** Input **
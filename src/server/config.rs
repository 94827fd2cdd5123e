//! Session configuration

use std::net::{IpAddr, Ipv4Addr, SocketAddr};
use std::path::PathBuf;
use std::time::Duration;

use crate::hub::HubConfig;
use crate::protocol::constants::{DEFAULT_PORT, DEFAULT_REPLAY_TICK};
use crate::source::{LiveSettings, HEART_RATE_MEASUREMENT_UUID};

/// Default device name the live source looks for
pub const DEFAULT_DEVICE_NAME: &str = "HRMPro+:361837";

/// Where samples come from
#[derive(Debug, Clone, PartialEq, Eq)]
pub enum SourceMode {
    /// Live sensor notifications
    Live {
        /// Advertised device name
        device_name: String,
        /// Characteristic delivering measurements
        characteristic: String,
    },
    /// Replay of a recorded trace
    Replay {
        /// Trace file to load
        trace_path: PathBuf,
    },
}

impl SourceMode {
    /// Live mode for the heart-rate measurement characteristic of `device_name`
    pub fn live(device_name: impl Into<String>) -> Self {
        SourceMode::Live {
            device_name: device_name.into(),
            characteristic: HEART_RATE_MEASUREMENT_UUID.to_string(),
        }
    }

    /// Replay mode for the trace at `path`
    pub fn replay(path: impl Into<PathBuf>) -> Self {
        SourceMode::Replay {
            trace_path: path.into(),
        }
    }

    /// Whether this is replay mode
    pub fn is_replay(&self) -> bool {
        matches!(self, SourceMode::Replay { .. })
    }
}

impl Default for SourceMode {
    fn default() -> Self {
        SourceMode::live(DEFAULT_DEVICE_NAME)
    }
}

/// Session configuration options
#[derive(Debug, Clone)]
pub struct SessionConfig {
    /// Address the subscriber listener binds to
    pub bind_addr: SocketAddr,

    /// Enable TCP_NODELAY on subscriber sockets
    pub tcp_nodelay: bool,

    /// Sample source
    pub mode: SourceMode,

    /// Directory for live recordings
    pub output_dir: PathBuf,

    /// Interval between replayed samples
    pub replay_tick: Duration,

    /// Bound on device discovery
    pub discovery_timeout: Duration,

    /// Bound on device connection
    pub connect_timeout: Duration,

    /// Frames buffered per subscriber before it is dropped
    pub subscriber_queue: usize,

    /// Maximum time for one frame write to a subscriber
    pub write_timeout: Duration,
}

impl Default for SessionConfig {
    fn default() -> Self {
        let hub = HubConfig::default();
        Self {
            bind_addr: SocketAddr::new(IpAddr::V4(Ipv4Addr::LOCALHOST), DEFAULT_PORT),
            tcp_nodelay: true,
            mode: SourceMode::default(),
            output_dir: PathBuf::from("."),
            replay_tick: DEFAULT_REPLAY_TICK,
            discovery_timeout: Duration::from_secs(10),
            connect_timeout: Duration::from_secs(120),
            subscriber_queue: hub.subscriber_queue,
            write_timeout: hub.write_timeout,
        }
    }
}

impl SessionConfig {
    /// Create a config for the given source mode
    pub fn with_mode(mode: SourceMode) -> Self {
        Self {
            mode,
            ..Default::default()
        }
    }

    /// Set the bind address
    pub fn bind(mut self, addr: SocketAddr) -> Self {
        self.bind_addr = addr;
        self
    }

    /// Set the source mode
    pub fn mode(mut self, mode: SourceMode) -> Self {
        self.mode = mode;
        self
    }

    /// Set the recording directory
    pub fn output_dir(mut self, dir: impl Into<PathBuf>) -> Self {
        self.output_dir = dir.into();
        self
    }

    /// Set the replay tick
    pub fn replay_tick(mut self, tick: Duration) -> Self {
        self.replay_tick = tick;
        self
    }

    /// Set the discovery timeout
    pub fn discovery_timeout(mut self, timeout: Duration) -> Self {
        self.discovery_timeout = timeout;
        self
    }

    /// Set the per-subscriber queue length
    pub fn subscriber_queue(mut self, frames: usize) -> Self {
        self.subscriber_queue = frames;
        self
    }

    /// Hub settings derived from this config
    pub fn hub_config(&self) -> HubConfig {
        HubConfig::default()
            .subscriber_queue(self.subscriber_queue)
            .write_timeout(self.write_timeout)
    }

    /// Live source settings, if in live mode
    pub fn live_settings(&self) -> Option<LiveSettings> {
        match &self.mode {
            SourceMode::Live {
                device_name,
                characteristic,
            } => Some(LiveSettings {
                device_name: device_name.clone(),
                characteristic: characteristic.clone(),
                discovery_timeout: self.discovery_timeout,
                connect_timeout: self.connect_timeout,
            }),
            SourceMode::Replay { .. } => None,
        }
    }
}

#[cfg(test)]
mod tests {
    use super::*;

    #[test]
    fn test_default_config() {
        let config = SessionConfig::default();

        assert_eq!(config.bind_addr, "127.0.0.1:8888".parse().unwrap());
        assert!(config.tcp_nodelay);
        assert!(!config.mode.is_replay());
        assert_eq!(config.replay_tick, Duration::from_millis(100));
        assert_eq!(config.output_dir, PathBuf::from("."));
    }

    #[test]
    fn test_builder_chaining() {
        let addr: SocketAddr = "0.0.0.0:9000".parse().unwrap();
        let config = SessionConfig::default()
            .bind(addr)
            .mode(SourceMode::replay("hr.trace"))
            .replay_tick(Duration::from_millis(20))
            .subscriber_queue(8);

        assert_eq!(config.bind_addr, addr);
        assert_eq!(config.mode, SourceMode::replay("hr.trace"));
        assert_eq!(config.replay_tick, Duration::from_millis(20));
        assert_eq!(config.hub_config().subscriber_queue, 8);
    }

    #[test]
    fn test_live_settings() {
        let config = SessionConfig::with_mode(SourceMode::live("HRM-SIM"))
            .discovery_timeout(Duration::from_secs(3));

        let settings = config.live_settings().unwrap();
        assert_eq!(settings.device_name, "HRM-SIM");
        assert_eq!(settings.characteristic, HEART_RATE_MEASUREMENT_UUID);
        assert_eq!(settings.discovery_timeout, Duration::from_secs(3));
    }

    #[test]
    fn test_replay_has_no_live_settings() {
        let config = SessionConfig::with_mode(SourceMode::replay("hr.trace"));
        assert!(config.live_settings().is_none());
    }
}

** Your instructions **
Retype the whole listing above exactly.

** Finished exercise **
filename src/server/config.rs
repository 94827fd2cdd5123e
//! Session configuration

use std::net::{IpAddr, Ipv4Addr, SocketAddr};
use std::path::PathBuf;
use std::time::Duration;

use crate::hub::HubConfig;
use crate::protocol::constants::{DEFAULT_PORT, DEFAULT_REPLAY_TICK};
use crate::source::{LiveSettings, HEART_RATE_MEASUREMENT_UUID};

/// Default device name the live source looks for
pub const DEFAULT_DEVICE_NAME: &str = "HRMPro+:361837";

/// Where samples come from
#[derive(Debug, Clone, PartialEq, Eq)]
pub enum SourceMode {
    /// Live sensor notifications
    Live {
        /// Advertised device name
        device_name: String,
        /// Characteristic delivering measurements
        characteristic: String,
    },
    /// Replay of a recorded trace
    Replay {
        /// Trace file to load
        trace_path: PathBuf,
    },
}

impl SourceMode {
    /// Live mode for the heart-rate measurement characteristic of `device_name`
    pub fn live(device_name: impl Into<String>) -> Self {
        SourceMode::Live {
            device_name: device_name.into(),
            characteristic: HEART_RATE_MEASUREMENT_UUID.to_string(),
        }
    }

    /// Replay mode for the trace at `path`
    pub fn replay(path: impl Into<PathBuf>) -> Self {
        SourceMode::Replay {
            trace_path: path.into(),
        }
    }

    /// Whether this is replay mode
    pub fn is_replay(&self) -> bool {
        matches!(self, SourceMode::Replay { .. })
    }
}

impl Default for SourceMode {
    fn default() -> Self {
        SourceMode::live(DEFAULT_DEVICE_NAME)
    }
}

/// Session configuration options
#[derive(Debug, Clone)]
pub struct SessionConfig {
    /// Address the subscriber listener binds to
    pub bind_addr: SocketAddr,

    /// Enable TCP_NODELAY on subscriber sockets
    pub tcp_nodelay: bool,

    /// Sample source
    pub mode: SourceMode,

    /// Directory for live recordings
    pub output_dir: PathBuf,

    /// Interval between replayed samples
    pub replay_tick: Duration,

    /// Bound on device discovery
    pub discovery_timeout: Duration,

    /// Bound on device connection
    pub connect_timeout: Duration,

    /// Frames buffered per subscriber before it is dropped
    pub subscriber_queue: usize,

    /// Maximum time for one frame write to a subscriber
    pub write_timeout: Duration,
}

impl Default for SessionConfig {
    fn default() -> Self {
        let hub = HubConfig::default();
        Self {
            bind_addr: SocketAddr::new(IpAddr::V4(Ipv4Addr::LOCALHOST), DEFAULT_PORT),
            tcp_nodelay: true,
            mode: SourceMode::default(),
            output_dir: PathBuf::from("."),
            replay_tick: DEFAULT_REPLAY_TICK,
            discovery_timeout: Duration::from_secs(10),
            connect_timeout: Duration::from_secs(120),
            subscriber_queue: hub.subscriber_queue,
            write_timeout: hub.write_timeout,
        }
    }
}

impl SessionConfig {
    /// Create a config for the given source mode
    pub fn with_mode(mode: SourceMode) -> Self {
        Self {
            mode,
            ..Default::default()
        }
    }

    /// Set the bind address
    pub fn bind(mut self, addr: SocketAddr) -> Self {
        self.bind_addr = addr;
        self
    }

    /// Set the source mode
    pub fn mode(mut self, mode: SourceMode) -> Self {
        self.mode = mode;
        self
    }

    /// Set the recording directory
    pub fn output_dir(mut self, dir: impl Into<PathBuf>) -> Self {
        self.output_dir = dir.into();
        self
    }

    /// Set the replay tick
    pub fn replay_tick(mut self, tick: Duration) -> Self {
        self.replay_tick = tick;
        self
    }

    /// Set the discovery timeout
    pub fn discovery_timeout(mut self, timeout: Duration) -> Self {
        self.discovery_timeout = timeout;
        self
    }

    /// Set the per-subscriber queue length
    pub fn subscriber_queue(mut self, frames: usize) -> Self {
        self.subscriber_queue = frames;
        self
    }

    /// Hub settings derived from this config
    pub fn hub_config(&self) -> HubConfig {
        HubConfig::default()
            .subscriber_queue(self.subscriber_queue)
            .write_timeout(self.write_timeout)
    }

    /// Live source settings, if in live mode
    pub fn live_settings(&self) -> Option<LiveSettings> {
        match &self.mode {
            SourceMode::Live {
                device_name,
                characteristic,
            } => Some(LiveSettings {
                device_name: device_name.clone(),
                characteristic: characteristic.clone(),
                discovery_timeout: self.discovery_timeout,
                connect_timeout: self.connect_timeout,
            }),
            SourceMode::Replay { .. } => None,
        }
    }
}

#[cfg(test)]
mod tests {
    use super::*;

    #[test]
    fn test_default_config() {
        let config = SessionConfig::default();

        assert_eq!(config.bind_addr, "127.0.0.1:8888".parse().unwrap());
        assert!(config.tcp_nodelay);
        assert!(!config.mode.is_replay());
        assert_eq!(config.replay_tick, Duration::from_millis(100));
        assert_eq!(config.output_dir, PathBuf::from("."));
    }

    #[test]
    fn test_builder_chaining() {
        let addr: SocketAddr = "0.0.0.0:9000".parse().unwrap();
        let config = SessionConfig::default()
            .bind(addr)
            .mode(SourceMode::replay("hr.trace"))
            .replay_tick(Duration::from_millis(20))
            .subscriber_queue(8);

        assert_eq!(config.bind_addr, addr);
        assert_eq!(config.mode, SourceMode::replay("hr.trace"));
        assert_eq!(config.replay_tick, Duration::from_millis(20));
        assert_eq!(config.hub_config().subscriber_queue, 8);
    }

    #[test]
    fn test_live_settings() {
        let config = SessionConfig::with_mode(SourceMode::live("HRM-SIM"))
            .discovery_timeout(Duration::from_secs(3));

        let settings = config.live_settings().unwrap();
        assert_eq!(settings.device_name, "HRM-SIM");
        assert_eq!(settings.characteristic, HEART_RATE_MEASUREMENT_UUID);
        assert_eq!(settings.discovery_timeout, Duration::from_secs(3));
    }

    #[test]
    fn test_replay_has_no_live_settings() {
        let config = SessionConfig::with_mode(SourceMode::replay("hr.trace"));
        assert!(config.live_settings().is_none());
    }
}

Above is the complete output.